++++ GIVEN ENTRIES

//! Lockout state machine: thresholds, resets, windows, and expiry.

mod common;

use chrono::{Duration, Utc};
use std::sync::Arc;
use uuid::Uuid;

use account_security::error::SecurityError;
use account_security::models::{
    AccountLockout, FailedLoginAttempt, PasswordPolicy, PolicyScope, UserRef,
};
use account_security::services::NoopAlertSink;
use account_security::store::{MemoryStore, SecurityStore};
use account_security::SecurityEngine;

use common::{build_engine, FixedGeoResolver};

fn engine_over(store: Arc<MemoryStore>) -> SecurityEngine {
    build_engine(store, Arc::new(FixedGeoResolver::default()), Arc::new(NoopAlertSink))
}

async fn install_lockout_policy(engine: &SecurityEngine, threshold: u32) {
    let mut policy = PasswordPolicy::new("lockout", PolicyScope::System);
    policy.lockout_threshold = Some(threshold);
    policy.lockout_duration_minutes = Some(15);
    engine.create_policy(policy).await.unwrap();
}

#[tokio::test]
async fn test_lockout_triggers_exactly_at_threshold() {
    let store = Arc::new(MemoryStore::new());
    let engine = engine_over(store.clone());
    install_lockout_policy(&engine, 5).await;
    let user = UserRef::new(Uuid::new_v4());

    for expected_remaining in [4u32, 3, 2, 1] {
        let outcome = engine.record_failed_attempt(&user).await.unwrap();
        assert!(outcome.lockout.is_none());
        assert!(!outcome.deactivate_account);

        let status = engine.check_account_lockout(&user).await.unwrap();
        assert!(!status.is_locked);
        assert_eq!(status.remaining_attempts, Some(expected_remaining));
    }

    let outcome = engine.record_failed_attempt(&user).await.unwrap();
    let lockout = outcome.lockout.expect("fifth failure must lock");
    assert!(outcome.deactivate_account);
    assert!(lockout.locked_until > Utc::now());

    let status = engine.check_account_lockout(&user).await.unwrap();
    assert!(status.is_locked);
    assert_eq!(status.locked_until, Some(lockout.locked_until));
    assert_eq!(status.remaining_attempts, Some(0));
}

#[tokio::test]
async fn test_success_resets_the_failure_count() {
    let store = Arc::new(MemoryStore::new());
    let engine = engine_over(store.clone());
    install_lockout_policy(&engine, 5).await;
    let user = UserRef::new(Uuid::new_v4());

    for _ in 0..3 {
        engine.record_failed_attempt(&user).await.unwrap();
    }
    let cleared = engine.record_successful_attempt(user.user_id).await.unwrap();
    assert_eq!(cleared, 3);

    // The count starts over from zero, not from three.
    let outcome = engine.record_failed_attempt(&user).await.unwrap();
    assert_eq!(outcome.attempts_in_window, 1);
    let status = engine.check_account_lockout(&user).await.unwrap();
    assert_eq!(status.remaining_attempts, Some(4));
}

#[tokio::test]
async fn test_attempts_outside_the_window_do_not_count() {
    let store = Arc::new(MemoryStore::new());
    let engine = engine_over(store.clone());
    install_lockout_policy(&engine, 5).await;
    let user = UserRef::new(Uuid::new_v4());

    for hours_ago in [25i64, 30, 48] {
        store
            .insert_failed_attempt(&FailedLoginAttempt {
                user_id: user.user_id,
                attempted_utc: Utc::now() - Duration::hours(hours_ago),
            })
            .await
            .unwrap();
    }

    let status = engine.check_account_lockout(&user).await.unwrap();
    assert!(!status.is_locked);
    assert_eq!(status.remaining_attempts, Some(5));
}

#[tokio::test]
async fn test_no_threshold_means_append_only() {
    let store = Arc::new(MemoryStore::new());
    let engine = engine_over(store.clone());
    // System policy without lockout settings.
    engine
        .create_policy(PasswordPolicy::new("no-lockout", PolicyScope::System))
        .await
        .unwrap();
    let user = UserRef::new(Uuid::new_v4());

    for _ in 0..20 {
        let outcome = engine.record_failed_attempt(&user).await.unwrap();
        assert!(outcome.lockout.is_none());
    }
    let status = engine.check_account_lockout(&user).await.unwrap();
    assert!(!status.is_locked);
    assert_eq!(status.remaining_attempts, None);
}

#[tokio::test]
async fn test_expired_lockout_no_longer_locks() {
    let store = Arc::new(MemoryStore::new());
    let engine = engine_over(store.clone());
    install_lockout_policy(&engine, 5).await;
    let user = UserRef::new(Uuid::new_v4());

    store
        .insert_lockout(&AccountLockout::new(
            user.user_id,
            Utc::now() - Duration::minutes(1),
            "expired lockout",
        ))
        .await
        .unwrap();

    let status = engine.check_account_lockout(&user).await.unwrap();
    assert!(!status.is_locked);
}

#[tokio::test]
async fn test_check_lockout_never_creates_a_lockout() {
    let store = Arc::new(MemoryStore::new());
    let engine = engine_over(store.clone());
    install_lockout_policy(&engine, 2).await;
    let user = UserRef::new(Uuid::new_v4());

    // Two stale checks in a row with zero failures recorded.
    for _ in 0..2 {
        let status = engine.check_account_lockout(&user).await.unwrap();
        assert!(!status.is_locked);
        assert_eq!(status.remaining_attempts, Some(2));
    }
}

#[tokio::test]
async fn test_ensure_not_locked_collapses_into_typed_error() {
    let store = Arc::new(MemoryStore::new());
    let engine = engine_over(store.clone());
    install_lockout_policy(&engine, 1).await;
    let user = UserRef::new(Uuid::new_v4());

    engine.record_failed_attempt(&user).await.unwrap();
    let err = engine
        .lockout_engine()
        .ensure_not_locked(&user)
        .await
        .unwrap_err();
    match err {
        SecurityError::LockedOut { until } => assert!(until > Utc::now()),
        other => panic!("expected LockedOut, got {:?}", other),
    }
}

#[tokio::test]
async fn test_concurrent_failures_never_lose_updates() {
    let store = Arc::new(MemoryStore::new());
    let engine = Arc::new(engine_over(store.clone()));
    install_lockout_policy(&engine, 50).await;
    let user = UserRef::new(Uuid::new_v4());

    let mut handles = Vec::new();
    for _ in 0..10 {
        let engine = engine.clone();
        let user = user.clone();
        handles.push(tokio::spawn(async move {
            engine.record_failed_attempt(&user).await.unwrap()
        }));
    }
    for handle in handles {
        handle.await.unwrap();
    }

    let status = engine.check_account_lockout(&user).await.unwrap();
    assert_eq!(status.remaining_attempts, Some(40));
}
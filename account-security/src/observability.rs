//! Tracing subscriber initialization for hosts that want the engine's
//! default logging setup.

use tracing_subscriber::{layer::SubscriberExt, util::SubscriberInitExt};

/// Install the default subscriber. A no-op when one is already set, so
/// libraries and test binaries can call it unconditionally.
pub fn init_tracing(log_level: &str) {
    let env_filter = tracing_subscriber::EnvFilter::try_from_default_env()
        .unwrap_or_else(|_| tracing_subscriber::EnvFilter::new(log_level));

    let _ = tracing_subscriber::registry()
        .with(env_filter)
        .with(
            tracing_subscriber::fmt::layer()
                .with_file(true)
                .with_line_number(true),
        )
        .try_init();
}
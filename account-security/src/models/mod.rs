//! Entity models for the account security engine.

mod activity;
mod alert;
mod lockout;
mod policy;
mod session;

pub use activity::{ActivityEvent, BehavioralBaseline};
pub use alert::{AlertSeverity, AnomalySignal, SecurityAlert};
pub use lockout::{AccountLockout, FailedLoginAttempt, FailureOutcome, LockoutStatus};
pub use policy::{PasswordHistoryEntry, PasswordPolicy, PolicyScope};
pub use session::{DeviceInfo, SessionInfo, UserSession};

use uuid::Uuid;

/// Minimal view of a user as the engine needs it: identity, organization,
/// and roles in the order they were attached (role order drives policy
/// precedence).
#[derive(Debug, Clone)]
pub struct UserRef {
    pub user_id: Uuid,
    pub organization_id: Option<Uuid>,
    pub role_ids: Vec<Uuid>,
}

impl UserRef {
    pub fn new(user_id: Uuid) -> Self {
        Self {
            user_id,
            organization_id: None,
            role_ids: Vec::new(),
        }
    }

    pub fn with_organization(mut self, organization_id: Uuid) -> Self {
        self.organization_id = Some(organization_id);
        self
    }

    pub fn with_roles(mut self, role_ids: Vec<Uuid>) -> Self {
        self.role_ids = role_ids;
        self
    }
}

++++++++
++++ GIVEN ENTRIES

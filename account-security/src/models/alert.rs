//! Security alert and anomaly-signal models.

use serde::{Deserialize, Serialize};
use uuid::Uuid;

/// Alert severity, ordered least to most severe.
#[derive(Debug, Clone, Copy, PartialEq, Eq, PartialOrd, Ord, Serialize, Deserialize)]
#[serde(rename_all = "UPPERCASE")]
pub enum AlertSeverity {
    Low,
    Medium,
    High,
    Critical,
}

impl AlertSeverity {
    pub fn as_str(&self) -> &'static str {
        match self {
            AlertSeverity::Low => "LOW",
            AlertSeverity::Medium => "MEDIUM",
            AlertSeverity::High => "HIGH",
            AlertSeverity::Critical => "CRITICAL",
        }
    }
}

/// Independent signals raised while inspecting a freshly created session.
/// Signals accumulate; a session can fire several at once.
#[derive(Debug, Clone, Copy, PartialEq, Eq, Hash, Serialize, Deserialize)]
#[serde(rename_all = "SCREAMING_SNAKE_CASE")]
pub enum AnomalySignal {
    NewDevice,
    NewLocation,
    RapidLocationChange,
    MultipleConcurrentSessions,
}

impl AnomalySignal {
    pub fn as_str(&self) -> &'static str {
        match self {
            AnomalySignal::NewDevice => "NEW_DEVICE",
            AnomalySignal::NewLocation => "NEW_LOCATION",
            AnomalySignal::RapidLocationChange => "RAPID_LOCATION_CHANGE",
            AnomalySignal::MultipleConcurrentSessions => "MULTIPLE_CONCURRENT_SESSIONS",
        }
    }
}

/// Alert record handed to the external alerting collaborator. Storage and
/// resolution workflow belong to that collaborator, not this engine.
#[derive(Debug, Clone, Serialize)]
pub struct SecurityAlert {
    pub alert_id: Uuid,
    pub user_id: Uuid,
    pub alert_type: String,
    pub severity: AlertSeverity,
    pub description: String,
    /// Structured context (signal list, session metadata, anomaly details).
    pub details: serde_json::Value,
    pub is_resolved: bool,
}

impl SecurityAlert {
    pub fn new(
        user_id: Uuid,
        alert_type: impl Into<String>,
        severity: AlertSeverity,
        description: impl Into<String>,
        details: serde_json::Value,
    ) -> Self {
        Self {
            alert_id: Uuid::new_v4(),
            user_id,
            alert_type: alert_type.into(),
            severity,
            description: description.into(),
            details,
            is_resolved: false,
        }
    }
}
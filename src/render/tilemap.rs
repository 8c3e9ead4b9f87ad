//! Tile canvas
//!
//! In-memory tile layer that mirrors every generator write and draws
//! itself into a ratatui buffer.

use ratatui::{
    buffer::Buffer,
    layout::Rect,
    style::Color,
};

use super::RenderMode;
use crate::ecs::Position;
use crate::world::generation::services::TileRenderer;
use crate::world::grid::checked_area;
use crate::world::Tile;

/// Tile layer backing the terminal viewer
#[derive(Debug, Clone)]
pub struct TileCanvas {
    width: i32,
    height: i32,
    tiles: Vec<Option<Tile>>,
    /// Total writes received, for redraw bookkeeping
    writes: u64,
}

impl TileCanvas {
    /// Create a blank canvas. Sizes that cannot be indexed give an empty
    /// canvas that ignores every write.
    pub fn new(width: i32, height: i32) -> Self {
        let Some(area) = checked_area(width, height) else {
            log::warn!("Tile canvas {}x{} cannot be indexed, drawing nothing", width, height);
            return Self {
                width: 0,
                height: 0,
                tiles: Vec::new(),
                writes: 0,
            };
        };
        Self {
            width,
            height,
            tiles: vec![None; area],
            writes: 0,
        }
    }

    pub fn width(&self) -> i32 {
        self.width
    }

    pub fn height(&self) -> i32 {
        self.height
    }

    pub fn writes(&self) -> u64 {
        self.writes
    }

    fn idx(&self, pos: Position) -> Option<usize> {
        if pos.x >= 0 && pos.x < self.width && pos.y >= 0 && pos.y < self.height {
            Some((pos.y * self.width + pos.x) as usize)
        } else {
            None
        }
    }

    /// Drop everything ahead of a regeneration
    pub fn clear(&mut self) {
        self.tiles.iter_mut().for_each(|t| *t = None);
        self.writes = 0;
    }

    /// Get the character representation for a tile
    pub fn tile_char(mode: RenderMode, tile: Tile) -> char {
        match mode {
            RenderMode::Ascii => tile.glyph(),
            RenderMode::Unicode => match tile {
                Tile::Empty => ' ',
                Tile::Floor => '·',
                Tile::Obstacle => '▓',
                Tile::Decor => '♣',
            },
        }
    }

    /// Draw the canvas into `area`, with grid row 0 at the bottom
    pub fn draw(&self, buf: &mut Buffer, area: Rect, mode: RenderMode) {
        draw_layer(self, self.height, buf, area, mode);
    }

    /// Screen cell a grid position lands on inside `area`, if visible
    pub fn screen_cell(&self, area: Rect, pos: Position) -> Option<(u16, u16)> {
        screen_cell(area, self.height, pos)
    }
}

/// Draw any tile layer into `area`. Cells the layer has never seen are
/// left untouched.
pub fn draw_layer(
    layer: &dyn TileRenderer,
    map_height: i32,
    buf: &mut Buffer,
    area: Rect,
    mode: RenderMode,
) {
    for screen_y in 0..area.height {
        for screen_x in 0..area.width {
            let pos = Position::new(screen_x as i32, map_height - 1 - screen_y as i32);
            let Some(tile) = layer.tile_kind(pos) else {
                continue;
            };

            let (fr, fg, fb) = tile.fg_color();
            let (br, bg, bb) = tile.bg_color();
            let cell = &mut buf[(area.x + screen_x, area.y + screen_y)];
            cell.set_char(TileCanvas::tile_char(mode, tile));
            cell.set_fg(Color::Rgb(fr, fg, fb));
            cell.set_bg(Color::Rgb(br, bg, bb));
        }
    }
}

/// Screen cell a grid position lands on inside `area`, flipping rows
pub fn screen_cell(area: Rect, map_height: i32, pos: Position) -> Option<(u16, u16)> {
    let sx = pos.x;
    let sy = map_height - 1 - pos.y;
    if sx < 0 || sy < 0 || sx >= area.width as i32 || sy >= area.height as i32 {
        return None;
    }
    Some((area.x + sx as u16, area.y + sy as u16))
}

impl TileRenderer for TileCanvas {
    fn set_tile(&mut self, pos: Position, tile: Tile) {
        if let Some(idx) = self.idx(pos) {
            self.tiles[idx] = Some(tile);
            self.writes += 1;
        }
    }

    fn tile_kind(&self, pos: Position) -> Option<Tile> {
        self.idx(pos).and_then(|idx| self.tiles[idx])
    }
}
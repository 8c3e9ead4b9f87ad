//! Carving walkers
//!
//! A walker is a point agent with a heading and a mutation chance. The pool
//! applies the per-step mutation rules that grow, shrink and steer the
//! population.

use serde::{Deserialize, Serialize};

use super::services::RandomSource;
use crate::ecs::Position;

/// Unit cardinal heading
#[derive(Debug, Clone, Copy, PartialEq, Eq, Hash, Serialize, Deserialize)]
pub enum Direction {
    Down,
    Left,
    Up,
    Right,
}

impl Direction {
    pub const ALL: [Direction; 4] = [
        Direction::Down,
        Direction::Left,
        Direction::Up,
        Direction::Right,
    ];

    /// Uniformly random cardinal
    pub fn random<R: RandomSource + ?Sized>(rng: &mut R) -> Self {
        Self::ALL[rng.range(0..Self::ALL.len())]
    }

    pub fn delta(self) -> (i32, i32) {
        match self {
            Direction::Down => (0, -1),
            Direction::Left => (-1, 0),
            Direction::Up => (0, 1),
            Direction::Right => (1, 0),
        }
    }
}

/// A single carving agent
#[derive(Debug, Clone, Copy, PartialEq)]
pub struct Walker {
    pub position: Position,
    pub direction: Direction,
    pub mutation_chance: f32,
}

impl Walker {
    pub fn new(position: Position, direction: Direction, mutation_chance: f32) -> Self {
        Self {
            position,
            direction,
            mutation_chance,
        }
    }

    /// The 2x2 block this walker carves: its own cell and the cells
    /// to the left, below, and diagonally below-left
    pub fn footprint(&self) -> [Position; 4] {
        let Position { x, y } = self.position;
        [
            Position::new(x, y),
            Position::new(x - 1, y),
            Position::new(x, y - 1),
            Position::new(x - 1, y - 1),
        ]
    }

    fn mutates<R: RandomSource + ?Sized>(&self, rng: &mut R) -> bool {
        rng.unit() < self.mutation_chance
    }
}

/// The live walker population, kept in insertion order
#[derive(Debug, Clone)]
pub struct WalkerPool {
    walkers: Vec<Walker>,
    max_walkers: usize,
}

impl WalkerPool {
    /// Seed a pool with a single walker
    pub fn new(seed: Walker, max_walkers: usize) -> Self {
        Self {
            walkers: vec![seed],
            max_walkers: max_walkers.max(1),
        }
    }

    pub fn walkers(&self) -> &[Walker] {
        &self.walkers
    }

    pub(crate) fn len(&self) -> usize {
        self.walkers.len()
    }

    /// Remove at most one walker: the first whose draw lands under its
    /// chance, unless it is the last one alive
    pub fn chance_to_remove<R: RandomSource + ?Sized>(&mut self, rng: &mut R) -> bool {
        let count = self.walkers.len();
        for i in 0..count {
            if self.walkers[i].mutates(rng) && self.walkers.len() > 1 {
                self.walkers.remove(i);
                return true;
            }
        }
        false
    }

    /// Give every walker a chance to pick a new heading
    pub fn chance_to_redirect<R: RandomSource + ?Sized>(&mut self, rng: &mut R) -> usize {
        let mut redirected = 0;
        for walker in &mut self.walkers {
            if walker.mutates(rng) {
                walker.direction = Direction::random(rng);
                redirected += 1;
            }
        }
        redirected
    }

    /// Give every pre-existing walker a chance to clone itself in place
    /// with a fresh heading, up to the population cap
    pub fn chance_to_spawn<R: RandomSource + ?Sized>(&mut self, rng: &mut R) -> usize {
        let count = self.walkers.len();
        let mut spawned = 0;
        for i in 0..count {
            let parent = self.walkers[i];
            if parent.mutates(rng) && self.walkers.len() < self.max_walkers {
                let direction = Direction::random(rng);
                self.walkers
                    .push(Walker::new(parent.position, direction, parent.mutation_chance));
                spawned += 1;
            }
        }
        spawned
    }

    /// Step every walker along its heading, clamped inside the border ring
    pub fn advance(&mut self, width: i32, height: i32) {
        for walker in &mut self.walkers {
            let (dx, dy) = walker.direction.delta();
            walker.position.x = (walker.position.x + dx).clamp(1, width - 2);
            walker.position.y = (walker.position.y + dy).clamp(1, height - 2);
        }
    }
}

++++++++

== WHAT IS NEEDED ==
Which lines above run from the one containing "windows, and expiry." down to the one containing "fn engine_over(store: Arc<MemoryStore>)"? Repeat exactly those, both ends included, and nothing else.

== EXPECTED ANSWER ==
//! Lockout state machine: thresholds, resets, windows, and expiry.

mod common;

use chrono::{Duration, Utc};
use std::sync::Arc;
use uuid::Uuid;

use account_security::error::SecurityError;
use account_security::models::{
    AccountLockout, FailedLoginAttempt, PasswordPolicy, PolicyScope, UserRef,
};
use account_security::services::NoopAlertSink;
use account_security::store::{MemoryStore, SecurityStore};
use account_security::SecurityEngine;

use common::{build_engine, FixedGeoResolver};

fn engine_over(store: Arc<MemoryStore>) -> SecurityEngine {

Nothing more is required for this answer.